However, is there an in-between? I don’t know the answer. And, is the position riskier for younger players who are less well-conditioned causing them never to have a shot? That’s why I’m exploring it.

[quote]You state:
And from numerous studies attempting to explain the cause of UCL injury, maximum stress on the elbow occurs just and along with maximum external rotation.

And then you state:
Considering prior’s injury record, is it possible that his shoulder problems were a simply a result of wear and tear?
Assuming that’s true…(admittedly that may be true).

Question:
Just because maximum external rotaton causes the maximum stress on the UCL, does it necessarily follow that taking the arm from the inverted position to the cocked postion causes NO additional stress on the UCL or shoulder?

Could the inverted W be adding some additional stress (ie “Use”) to the UCL that eventually leads it to fail? For example, it often isn’t necessarily the biggest wave that causes a house to fall apart. It’s the constant bombardment by the waves that leads to fatigue/breakage.

If the UCL or Shoulder is taking x% additional strain from the inverted W, and then also has to take 100% of the strain during maximum rotation, couldn’t it be that the inverted w is part of the cause of UCL or shoulder injuries? [Almost like each pitch is actually causing 1.5x of a normal “non inverted w” pitch so that it adds up to cause failure? You don’t tear it as the result of one pitch, but the accumulation of stress.]

http://www.hopkinsortho.org/ucl.html
Most commonly, there is a gradual onset of medial elbow pain due to repetitive stresses on the ligament. For athletes participating in overhead or throwing sports, poor mechanics, inflexibility, or fatigue can eventually lead to muscle strain, which places more stresses on the UCL. These stresses create microscopic tears in the ligament, which can add up to one big tear over time. (Figure 2) This gradual stress causes the ligament to stretch and become too long. Once it gets too long, it no longer holds the bones tightly enough during throwing activities.

Also see:


What causes ulnar collateral ligament (UCL) injuries?

The ulnar collateral ligament can become stretched, frayed or torn through the stress of repetitive throwing motions. If the force on the soft tissues is greater than the tensile strength of the structure, then tiny tears of the ligament can develop. Months (and even years) of throwing hard cause a process of microtears, degeneration, and finally, rupture of the ligament. The dominant arm is affected most often. Eventually the weakened tendon my rupture completely causing a pop and immediate pain. The athlete may report the injury occurred during a single throw, but the reality is usually that the ligament simply finally became weakened to the point that it finally ruptured[/quote]

You’re on a witchhunt, if, if, if, if,… My articles based on hard facts regarding where stresses occur in the pitching delivery. There’s an infinite number ways to throw the baseball because an infinite number ways to use the combinations of muscles in the body.
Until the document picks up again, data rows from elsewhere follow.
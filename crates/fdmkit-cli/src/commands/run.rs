use anyhow::Result;
use fdmkit_client::FdmClient;
use fdmkit_core::{OperationRegistry, Reconciler, run_operation};
use tracing::info;

use crate::cli::{OutputFormat, RunArgs};
use crate::commands::{parse_params, read_data};
use crate::output::print_result;

pub async fn run(client: &FdmClient, args: &RunArgs, format: OutputFormat) -> Result<()> {
    let registry = OperationRegistry::with_builtin_resources();
    let spec = registry.get(&args.operation)?;
    let data = args.data.as_deref().map(read_data).transpose()?;
    let path_params = parse_params(&args.path_params)?;
    let query_params = parse_params(&args.query_params)?;

    let mut reconciler = Reconciler::new(client.refreshing());
    let response = run_operation(
        &mut reconciler,
        &args.operation,
        spec,
        data,
        &path_params,
        &query_params,
    )
    .await?;

    info!(operation = %args.operation, changed = reconciler.config_changed(), "operation finished");
    print_result(&response, reconciler.config_changed(), format);
    Ok(())
}

pub fn list_operations() {
    let registry = OperationRegistry::with_builtin_resources();
    for name in registry.names() {
        let Ok(spec) = registry.get(name) else { continue };
        println!("{name:<48} {:<6} {}", spec.method, spec.url);
    }
}
//! Access and refresh tokens of a logged-in session.

use serde::{Deserialize, Serialize};

/// Path of the token endpoint relative to the API base.
pub const TOKEN_PATH: &str = "/fdm/token";

/// Tokens issued by the appliance's token endpoint.
///
/// The [`Debug`] impl redacts both tokens.
#[derive(Clone, PartialEq, Eq, Serialize, Deserialize)]
pub struct Session {
    pub access_token: String,
    #[serde(default, skip_serializing_if = "Option::is_none")]
    pub refresh_token: Option<String>,
    /// Access token lifetime in seconds.
    #[serde(default, skip_serializing_if = "Option::is_none")]
    pub expires_in: Option<u64>,
    #[serde(default, skip_serializing_if = "Option::is_none")]
    pub refresh_expires_in: Option<u64>,
    #[serde(default, skip_serializing_if = "Option::is_none")]
    pub token_type: Option<String>,
}

impl Session {
    /// A session from an access token obtained elsewhere.
    #[must_use]
    pub fn from_access_token(access_token: impl Into<String>) -> Self {
        Self {
            access_token: access_token.into(),
            refresh_token: None,
            expires_in: None,
            refresh_expires_in: None,
            token_type: None,
        }
    }

    #[must_use]
    pub fn with_refresh_token(mut self, refresh_token: impl Into<String>) -> Self {
        self.refresh_token = Some(refresh_token.into());
        self
    }
}

impl std::fmt::Debug for Session {
    fn fmt(&self, f: &mut std::fmt::Formatter<'_>) -> std::fmt::Result {
        f.debug_struct("Session")
            .field("access_token", &"[REDACTED]")
            .field(
                "refresh_token",
                &self.refresh_token.as_ref().map(|_| "[REDACTED]"),
            )
            .field("expires_in", &self.expires_in)
            .field("refresh_expires_in", &self.refresh_expires_in)
            .field("token_type", &self.token_type)
            .finish()
    }
}

/// Body of a token request.
#[derive(Serialize)]
#[serde(tag = "grant_type", rename_all = "snake_case")]
pub(crate) enum TokenGrant<'a> {
    Password {
        username: &'a str,
        password: &'a str,
    },
    RefreshToken {
        refresh_token: &'a str,
    },
}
You are anyone else can create 1 million different scenarios but you’re also ignoring black-and-white statements such as the inverted W is an integral part of the scapula loading. Scapula loading is a combination of retraction and elevation of the scapula which maintains the alignment of the humerus i.e. creates no additional pinching stress on the shoulder.

With respect to incremental summation of tissue damage. It’s all speculation. It’s quite possible that many UCL injuries are caused by a single catastrophic event. I’ve watched a number of times the inning that Strasburg is alleged to have torn his UCL or least the ending where it showed up. There is absolutely no sign of him having a problem in the pitch prior to the one where he grabbed his elbow. I find it very hard to believe/understand that the elbow had frayed to the point where was raised to snap in yet he demonstrated no sign or symptom. Especially in light of the fact that the nationals were watching him under a microscope to begin with.

[quote]Johns Hopkins Sports Medicine Patient Guide to UCL Injuries of the Elbow (Ulnar Collateral Ligament)

How is the UCL injured, and what are the symptoms?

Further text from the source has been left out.